DNAの剪断は、通常、超音波処理のような機械的な力によって、DNA分子をより小さな断片に断片化するために用いられるプロセスである。この技術は分子生物学において、塩基配列の決定やその他の解析のためにDNAを準備するために一般的に使用され、断片が管理可能で一貫したサイズであることを保証する。剪断は、特定の部位で切断する酵素消化とは異なり、配列特異的な切断なしに長いDNA鎖を切断する。

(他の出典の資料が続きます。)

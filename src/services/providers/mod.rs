/// Movie metadata provider abstraction
///
/// The builder and engine only ever see these four read operations; the
/// concrete TMDB client (and any future source) stays behind this trait so
/// tests can substitute canned data.
use crate::{
    error::AppResult,
    models::{MovieCredits, MovieRef, PersonCredits},
};

pub mod tmdb;

/// Trait for movie metadata providers
///
/// All four operations are reads. Every implementation must pass each
/// outgoing call through the shared request pacer and must not retry on
/// failure — a transient upstream error surfaces to the caller.
#[cfg_attr(test, mockall::automock)]
#[async_trait::async_trait]
pub trait MetadataProvider: Send + Sync {
    /// Resolve a title and release year to candidate movies.
    ///
    /// Callers take the first result; an empty list means the movie is
    /// unknown to the provider.
    async fn search_movie(&self, title: &str, year: i32) -> AppResult<Vec<MovieRef>>;

    /// Canonical title, year, and genre set for one movie
    async fn movie_details(&self, movie_id: u64) -> AppResult<MovieRef>;

    /// Full cast and crew roll for one movie
    async fn movie_credits(&self, movie_id: u64) -> AppResult<MovieCredits>;

    /// A person's movie credits, split by performer/crew, undated entries
    /// already dropped
    async fn person_movie_credits(&self, person_id: u64) -> AppResult<PersonCredits>;
}
use std::time::Duration;
use tokio::sync::Mutex;
use tokio::time::{sleep_until, Instant};

/// Enforces a process-wide minimum spacing between outgoing provider calls.
///
/// One last-request timestamp behind an async mutex; the lock is held across
/// the wait, so concurrent callers serialize and no two requests are ever
/// issued closer together than the configured spacing. This is a token-less
/// pacer — it guarantees spacing, nothing more. There is no burst allowance.
pub struct RequestPacer {
    min_spacing: Duration,
    last_request: Mutex<Option<Instant>>,
}

impl RequestPacer {
    pub fn new(min_spacing: Duration) -> Self {
        Self {
            min_spacing,
            last_request: Mutex::new(None),
        }
    }

    /// Waits until at least `min_spacing` has elapsed since the previous
    /// call, then records the new request time.
    pub async fn wait(&self) {
        let mut last = self.last_request.lock().await;
        if let Some(previous) = *last {
            let ready_at = previous + self.min_spacing;
            if ready_at > Instant::now() {
                sleep_until(ready_at).await;
            }
        }
        *last = Instant::now();
    }
}

#[cfg(test)]
mod tests {
    use super::*;
    use std::sync::Arc;

    #[tokio::test(start_paused = true)]
    async fn test_first_call_passes_immediately() {
        let pacer = RequestPacer::new(Duration::from_millis(250));
        let started = Instant::now();
        pacer.wait().await;
        assert_eq!(started.elapsed(), Duration::ZERO);
    }

    #[tokio::test(start_paused = true)]
    async fn test_sequential_calls_are_spaced() {
        let pacer = RequestPacer::new(Duration::from_millis(250));
        let started = Instant::now();
        pacer.wait().await;
        pacer.wait().await;
        pacer.wait().await;
        assert!(started.elapsed() >= Duration::from_millis(500));
    }

    #[tokio::test(start_paused = true)]
    async fn test_spacing_holds_across_concurrent_callers() {
        let pacer = Arc::new(RequestPacer::new(Duration::from_millis(250)));
        let started = Instant::now();

        let tasks: Vec<_> = (0..4)
            .map(|_| {
                let pacer = pacer.clone();
                tokio::spawn(async move { pacer.wait().await })
            })
            .collect();
        for task in tasks {
            task.await.unwrap();
        }

        // 4 calls, 3 gaps
        assert!(started.elapsed() >= Duration::from_millis(750));
    }

    #[tokio::test(start_paused = true)]
    async fn test_no_wait_after_spacing_already_elapsed() {
        let pacer = RequestPacer::new(Duration::from_millis(250));
        pacer.wait().await;
        tokio::time::sleep(Duration::from_millis(400)).await;

        let resumed = Instant::now();
        pacer.wait().await;
        assert_eq!(resumed.elapsed(), Duration::ZERO);
    }
}
//! Serde mirrors of the TMDB v3 responses this service consumes, plus the
//! conversions into domain shapes. Response fields TMDB marks nullable stay
//! `Option` here; conversions decide what a missing value means.

use serde::Deserialize;

use super::movie::{CastMember, Credit, CrewMember, MovieCredits, MovieRef, PersonCredits};

/// Extracts the four-digit year from a TMDB date like "1995-12-15".
/// Empty strings are common in TMDB data and yield `None`.
pub fn parse_year(date: &Option<String>) -> Option<i32> {
    date.as_deref()
        .and_then(|d| d.get(..4))
        .and_then(|y| y.parse::<i32>().ok())
}

/// GET /search/movie
#[derive(Debug, Deserialize)]
pub struct TmdbSearchResponse {
    pub results: Vec<TmdbMovieResult>,
}

#[derive(Debug, Deserialize)]
pub struct TmdbMovieResult {
    pub id: u64,
    pub title: String,
    #[serde(default)]
    pub release_date: Option<String>,
    #[serde(default)]
    pub genre_ids: Vec<u64>,
    #[serde(default)]
    pub popularity: f64,
}

impl From<TmdbMovieResult> for MovieRef {
    fn from(result: TmdbMovieResult) -> Self {
        let year = parse_year(&result.release_date);
        MovieRef {
            id: result.id,
            title: result.title,
            year,
            genre_ids: result.genre_ids,
            popularity: result.popularity,
        }
    }
}

/// GET /movie/{id}
#[derive(Debug, Deserialize)]
pub struct TmdbMovieDetails {
    pub id: u64,
    pub title: String,
    #[serde(default)]
    pub release_date: Option<String>,
    #[serde(default)]
    pub genres: Vec<TmdbGenre>,
    #[serde(default)]
    pub popularity: f64,
}

#[derive(Debug, Deserialize)]
pub struct TmdbGenre {
    pub id: u64,
    #[allow(dead_code)]
    pub name: String,
}

impl From<TmdbMovieDetails> for MovieRef {
    fn from(details: TmdbMovieDetails) -> Self {
        let year = parse_year(&details.release_date);
        MovieRef {
            id: details.id,
            title: details.title,
            year,
            genre_ids: details.genres.into_iter().map(|g| g.id).collect(),
            popularity: details.popularity,
        }
    }
}

/// GET /movie/{id}/credits
#[derive(Debug, Deserialize)]
pub struct TmdbCreditsResponse {
    #[serde(default)]
    pub cast: Vec<TmdbCastMember>,
    #[serde(default)]
    pub crew: Vec<TmdbCrewMember>,
}

#[derive(Debug, Deserialize)]
pub struct TmdbCastMember {
    pub id: u64,
    pub name: String,
    #[serde(default)]
    pub popularity: f64,
}

#[derive(Debug, Deserialize)]
pub struct TmdbCrewMember {
    pub id: u64,
    pub name: String,
    #[serde(default)]
    pub popularity: f64,
    pub job: String,
}

impl From<TmdbCreditsResponse> for MovieCredits {
    fn from(response: TmdbCreditsResponse) -> Self {
        MovieCredits {
            cast: response
                .cast
                .into_iter()
                .map(|member| CastMember {
                    id: member.id,
                    name: member.name,
                    popularity: member.popularity,
                })
                .collect(),
            crew: response
                .crew
                .into_iter()
                .map(|member| CrewMember {
                    id: member.id,
                    name: member.name,
                    popularity: member.popularity,
                    job: member.job,
                })
                .collect(),
        }
    }
}

/// GET /person/{id}/movie_credits
#[derive(Debug, Deserialize)]
pub struct TmdbPersonCreditsResponse {
    #[serde(default)]
    pub cast: Vec<TmdbPersonCastCredit>,
    #[serde(default)]
    pub crew: Vec<TmdbPersonCrewCredit>,
}

#[derive(Debug, Deserialize)]
pub struct TmdbPersonCastCredit {
    pub id: u64,
    pub title: Option<String>,
    #[serde(default)]
    pub release_date: Option<String>,
    #[serde(default)]
    pub genre_ids: Vec<u64>,
    #[serde(default)]
    pub popularity: f64,
}

#[derive(Debug, Deserialize)]
pub struct TmdbPersonCrewCredit {
    pub id: u64,
    pub title: Option<String>,
    #[serde(default)]
    pub release_date: Option<String>,
    #[serde(default)]
    pub genre_ids: Vec<u64>,
    #[serde(default)]
    pub popularity: f64,
    pub job: String,
}

impl TmdbPersonCastCredit {
    /// Credits without a known release date are unusable as moves and are
    /// dropped here.
    pub fn into_credit(self) -> Option<Credit> {
        let year = parse_year(&self.release_date)?;
        Some(Credit {
            movie_id: self.id,
            title: self.title?,
            year,
            genre_ids: self.genre_ids,
            popularity: self.popularity,
            role: "Performer".to_string(),
        })
    }
}

impl TmdbPersonCrewCredit {
    pub fn into_credit(self) -> Option<Credit> {
        let year = parse_year(&self.release_date)?;
        Some(Credit {
            movie_id: self.id,
            title: self.title?,
            year,
            genre_ids: self.genre_ids,
            popularity: self.popularity,
            role: self.job,
        })
    }
}

impl From<TmdbPersonCreditsResponse> for PersonCredits {
    fn from(response: TmdbPersonCreditsResponse) -> Self {
        PersonCredits {
            performer: response
                .cast
                .into_iter()
                .filter_map(TmdbPersonCastCredit::into_credit)
                .collect(),
            crew: response
                .crew
                .into_iter()
                .filter_map(TmdbPersonCrewCredit::into_credit)
                .collect(),
        }
    }
}
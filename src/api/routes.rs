use axum::{
    middleware as axum_middleware,
    routing::{get, post, put},
    Router,
};
use tower_http::{cors::CorsLayer, trace::TraceLayer};

use crate::middleware::{make_span_with_request_id, request_id_middleware};

use super::handlers;
use super::AppState;

/// Creates the main API router with all routes
///
/// CORS is wide open: the only expected caller is a browser extension on an
/// arbitrary game origin.
pub fn create_router(state: AppState) -> Router {
    Router::new()
        .route("/health", get(handlers::health_check))
        // Bundles
        .route("/bundles", post(handlers::build_bundle))
        // Ranking
        .route("/rank", post(handlers::rank_moves))
        // Settings
        .route("/settings/filter", get(handlers::get_filter))
        .route("/settings/filter", put(handlers::put_filter))
        .route("/settings/token", put(handlers::put_token))
        // Cache maintenance
        .route("/cache/clear", post(handlers::clear_cache))
        .layer(TraceLayer::new_for_http().make_span_with(make_span_with_request_id))
        .layer(axum_middleware::from_fn(request_id_middleware))
        .layer(CorsLayer::permissive())
        .with_state(state)
}
use std::collections::HashSet;

use crate::models::{link_usage, CandidateMove, GameSnapshot, MovieBundle, PriorityFilter};

/// A connection name is retired by the game after this many uses
pub const MAX_LINK_USES: u32 = 3;

/// While this many movies or fewer are on the board (starting movie
/// included), only well-known films are valid moves
pub const SETUP_PHASE_MOVES: usize = 3;

/// Ranks every playable next-movie reachable from the bundle's people.
///
/// Pure function of its inputs: recomputed on every call, never cached, and
/// it never fails — anything malformed or missing is filtered out, so the
/// worst case is an empty list.
///
/// Ordering: priority candidates first, then score (the connecting person's
/// filmography depth) descending; ties keep encounter order, which is the
/// bundle's people order (popularity-sorted) then each filmography's credit
/// order. A film reachable through several people appears once, under its
/// best-ranked connection.
pub fn rank(
    bundle: &MovieBundle,
    snapshot: &GameSnapshot,
    filter: &PriorityFilter,
    current_year: i32,
    popularity_floor: f64,
) -> Vec<CandidateMove> {
    let setup_phase = snapshot.played.len() <= SETUP_PHASE_MOVES;
    let usage = link_usage(&snapshot.used_links);
    let played: HashSet<String> = snapshot
        .played
        .iter()
        .map(|key| key.to_lowercase())
        .collect();

    let mut candidates: Vec<CandidateMove> = Vec::new();

    for person in &bundle.people {
        if usage
            .get(&person.name.to_lowercase())
            .is_some_and(|&count| count >= MAX_LINK_USES)
        {
            continue;
        }

        let Some(filmography) = bundle.filmographies.get(&person.id) else {
            continue;
        };

        for credit in &filmography.credits {
            if played.contains(&credit.key().to_lowercase()) {
                continue;
            }
            // Unreleased and current-year films are not playable
            if credit.year >= current_year {
                continue;
            }
            if credit.movie_id == bundle.movie_id {
                continue;
            }

            let well_known = credit.popularity >= popularity_floor;
            if setup_phase && !well_known {
                continue;
            }

            candidates.push(CandidateMove {
                movie_id: credit.movie_id,
                title: credit.title.clone(),
                year: credit.year,
                key: credit.key(),
                via_person_id: person.id,
                via_person: person.name.clone(),
                score: filmography.credit_count,
                is_priority: filter.matches(credit),
                well_known,
            });
        }
    }

    // Stable sort keeps encounter order within equal (priority, score)
    candidates.sort_by(|a, b| {
        b.is_priority
            .cmp(&a.is_priority)
            .then(b.score.cmp(&a.score))
    });

    let mut seen: HashSet<u64> = HashSet::new();
    candidates.retain(|candidate| seen.insert(candidate.movie_id));

    candidates
}
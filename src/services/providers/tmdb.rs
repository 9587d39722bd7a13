/// TMDB API provider
///
/// Single source for movie search, credit rolls, and person filmographies
/// (TMDB v3 REST). The bearer credential is resolved per call: a token from
/// the environment wins, otherwise the one saved through the settings
/// surface. Every request waits on the shared pacer first, and nothing is
/// retried — an upstream failure is the caller's problem.
use std::sync::Arc;

use reqwest::Client as HttpClient;
use serde::de::DeserializeOwned;

use crate::{
    db::{Cache, CacheKey},
    error::{AppError, AppResult},
    models::tmdb::{
        TmdbCreditsResponse, TmdbMovieDetails, TmdbPersonCreditsResponse, TmdbSearchResponse,
    },
    models::{MovieCredits, MovieRef, PersonCredits},
    services::providers::MetadataProvider,
    services::throttle::RequestPacer,
};

#[derive(Clone)]
pub struct TmdbProvider {
    http_client: HttpClient,
    api_url: String,
    config_token: Option<String>,
    cache: Cache,
    pacer: Arc<RequestPacer>,
}

impl TmdbProvider {
    pub fn new(
        cache: Cache,
        pacer: Arc<RequestPacer>,
        api_url: String,
        config_token: Option<String>,
    ) -> Self {
        Self {
            http_client: HttpClient::new(),
            api_url,
            config_token,
            cache,
            pacer,
        }
    }

    /// Resolves the bearer credential for one call: environment token first,
    /// then the settings-store token.
    async fn resolve_token(&self) -> AppResult<String> {
        if let Some(token) = self.config_token.as_deref() {
            if !token.is_empty() {
                return Ok(token.to_string());
            }
        }

        let saved: Option<String> = self.cache.get_from_cache(&CacheKey::Credential).await?;
        match saved {
            Some(token) if !token.is_empty() => Ok(token),
            _ => Err(AppError::AuthMissing),
        }
    }

    /// Issues one GET against the TMDB API, pacing it behind the shared
    /// throttle. A non-success status is fatal to the call.
    async fn get_json<T: DeserializeOwned>(
        &self,
        path: &str,
        query: &[(&str, String)],
    ) -> AppResult<T> {
        let token = self.resolve_token().await?;

        self.pacer.wait().await;

        let url = format!("{}{}", self.api_url, path);
        tracing::debug!(url = %url, "TMDB request");

        let response = self
            .http_client
            .get(&url)
            .bearer_auth(token)
            .query(query)
            .send()
            .await?;

        if !response.status().is_success() {
            let status = response.status().as_u16();
            let body = response.text().await.unwrap_or_default();
            tracing::error!(url = %url, status = status, "TMDB request failed");
            return Err(AppError::Upstream { status, body });
        }

        Ok(response.json().await?)
    }
}

#[async_trait::async_trait]
impl MetadataProvider for TmdbProvider {
    async fn search_movie(&self, title: &str, year: i32) -> AppResult<Vec<MovieRef>> {
        if title.trim().is_empty() {
            return Err(AppError::InvalidInput(
                "Search title cannot be empty".to_string(),
            ));
        }

        let query = [
            ("query", title.to_string()),
            ("primary_release_year", year.to_string()),
        ];
        let response: TmdbSearchResponse = self.get_json("/search/movie", &query).await?;

        let movies: Vec<MovieRef> = response.results.into_iter().map(MovieRef::from).collect();

        tracing::info!(
            title = %title,
            year = year,
            results = movies.len(),
            "Movie search completed"
        );

        Ok(movies)
    }

    async fn movie_details(&self, movie_id: u64) -> AppResult<MovieRef> {
        let details: TmdbMovieDetails = self
            .get_json(&format!("/movie/{}", movie_id), &[])
            .await?;
        Ok(details.into())
    }

    async fn movie_credits(&self, movie_id: u64) -> AppResult<MovieCredits> {
        let response: TmdbCreditsResponse = self
            .get_json(&format!("/movie/{}/credits", movie_id), &[])
            .await?;

        let credits = MovieCredits::from(response);
        tracing::debug!(
            movie_id = movie_id,
            cast = credits.cast.len(),
            crew = credits.crew.len(),
            "Credits fetched"
        );

        Ok(credits)
    }

    async fn person_movie_credits(&self, person_id: u64) -> AppResult<PersonCredits> {
        let response: TmdbPersonCreditsResponse = self
            .get_json(&format!("/person/{}/movie_credits", person_id), &[])
            .await?;

        let credits = PersonCredits::from(response);
        tracing::debug!(
            person_id = person_id,
            performer = credits.performer.len(),
            crew = credits.crew.len(),
            "Person credits fetched"
        );

        Ok(credits)
    }
}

超音波DNAせん断は、音響キャビテーションとその流体力学的せん断力に基づいている。
なぜDNAを切断する必要があるのか?
DNAは、シークエンシング、ライブラリー調製、その他の分子生物学的技術に適した、管理可能で均一なサイズの断片を作成するために剪断する必要がある。次世代シーケンサーのようなアプリケーションでは、断片化されたDNAによって重複配列が生成され、それを計算で組み立てて元のDNA配列を再構築することができる。また、剪断はDNAのランダム化に役立ち、遺伝的変異の正確な解析と同定に不可欠な遺伝物質の包括的なサンプリングを可能にする。
ゲノムDNAの剪断方法
ゲノムDNAは、超音波を使ってDNAを切断するソニケーションのように、機械的な力を加えることによって剪断することができる。あるいは、エンドヌクレアーゼを用いた酵素的剪断により、制御された断片化を行うこともできる。時間や強度などの方法と条件の選択は、希望する断片サイズと下流の用途に依存する。